The Department for Transport had asked for between 100 and 150 trucks to assemble Monday morning at a disused airfield in Kent. In the event, 89 turned up.
Those that were there queued on the runway, waiting to be moved. In 2015, the pro-Brexit U.K. Independence Party proposed reopening Manston Airport, to help the local economy. This was probably not what they meant.
For the rest of the morning, the vehicles moved in convoys back and forth to the port of Dover in tests that Britain’s Road Haulage Association said were too limited in scope to replicate the chaotic scenes that could play out if traffic is held up by customs delays after March 29.

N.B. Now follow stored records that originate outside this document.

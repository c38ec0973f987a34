mod few_shot;
mod source_directory;

pub use few_shot::read_few_shot_example;
pub use source_directory::read_source_dir;
#[derive(Debug, Clone, PartialEq)]
pub struct SearchResult {
    pub file: String,
    pub chunk_id: String,
    pub content: String,
    pub distance: f32,
}
use std::sync::Arc;

use crate::application::ports::{KnowledgeStore, LlmClient, OcrClient};
use crate::application::services::{DocumentService, IntakeService, RetrievalService};

pub struct AppState<O, L, K>
where
    O: OcrClient,
    L: LlmClient,
    K: KnowledgeStore,
{
    pub document_service: Arc<DocumentService<O, L>>,
    pub retrieval_service: Arc<RetrievalService<L, K>>,
    pub intake_service: Arc<IntakeService<L>>,
    pub max_upload_bytes: usize,
}

impl<O, L, K> Clone for AppState<O, L, K>
where
    O: OcrClient,
    L: LlmClient,
    K: KnowledgeStore,
{
    fn clone(&self) -> Self {
        Self {
            document_service: Arc::clone(&self.document_service),
            retrieval_service: Arc::clone(&self.retrieval_service),
            intake_service: Arc::clone(&self.intake_service),
            max_upload_bytes: self.max_upload_bytes,
        }
    }
}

“This should have been done nine months ago,” RHA policy director Duncan Buchanan said in an interview. “Preparation needs to be phased, needs to be thought through, dealing with thousands of lorries and, very important, dealing with the behavior of individual drivers.”

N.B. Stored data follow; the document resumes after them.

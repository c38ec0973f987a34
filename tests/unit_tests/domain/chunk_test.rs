use docsense::domain::{Embedding, KnowledgeBase, KnowledgeChunk};

use crate::helpers::sample_knowledge_base;

#[test]
fn given_file_and_index_when_creating_chunk_then_id_combines_both() {
    let chunk = KnowledgeChunk::new("dental.html", 3, "text".to_string(), Embedding::new(vec![1.0]));
    assert_eq!(chunk.chunk_id, "dental.html_chunk_3");
}

#[test]
fn given_empty_knowledge_base_when_inspecting_then_has_no_dimensions() {
    let kb = KnowledgeBase::new();
    assert!(kb.is_empty());
    assert_eq!(kb.chunk_count(), 0);
    assert_eq!(kb.embedding_dimensions(), None);
}

#[test]
fn given_populated_knowledge_base_when_iterating_then_yields_chunks_in_file_order() {
    let kb = sample_knowledge_base();

    let ids: Vec<(&str, &str)> = kb
        .iter_chunks()
        .map(|(file, chunk)| (file, chunk.chunk_id.as_str()))
        .collect();

    assert_eq!(
        ids,
        vec![
            ("dental.html", "dental.html_chunk_0"),
            ("dental.html", "dental.html_chunk_1"),
            ("optometry.html", "optometry.html_chunk_0"),
        ]
    );
    assert_eq!(kb.chunk_count(), 3);
    assert_eq!(kb.embedding_dimensions(), Some(2));
}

The exercise is designed to test the U.K.’s readiness in case Prime Minister Theresa May fails to get her Brexit deal through Parliament and the country crashes out of the bloc without an agreement to smooth the split.
The impact on the transport system — especially goods movements across the U.K. border — would be potentially huge. Trucks are currently carried between Dover and Calais, 25 miles away across the English Channel, with minimal delay. But customs checks, if required, could take up to 45 minutes per vehicle, risking road backups as long as 17 miles.
The exercise, known as Operation Brock, is turning the Manston Airport site into a mass holding bay for heavy goods trucks. That’s intended to provide an alternative to Operation Stack, in which trucks are parked on part of the M20 motorway, amid concern that the transport artery could become irretrievably congested in the event of significant delays at the border.
“We do not want or expect a no-deal scenario and continue to work hard to deliver a deal with the EU,” the Department for Transport said in a statement. “However, it is the duty of a responsible Government to continue to prepare for all eventualities and contingencies, including a possible no deal.”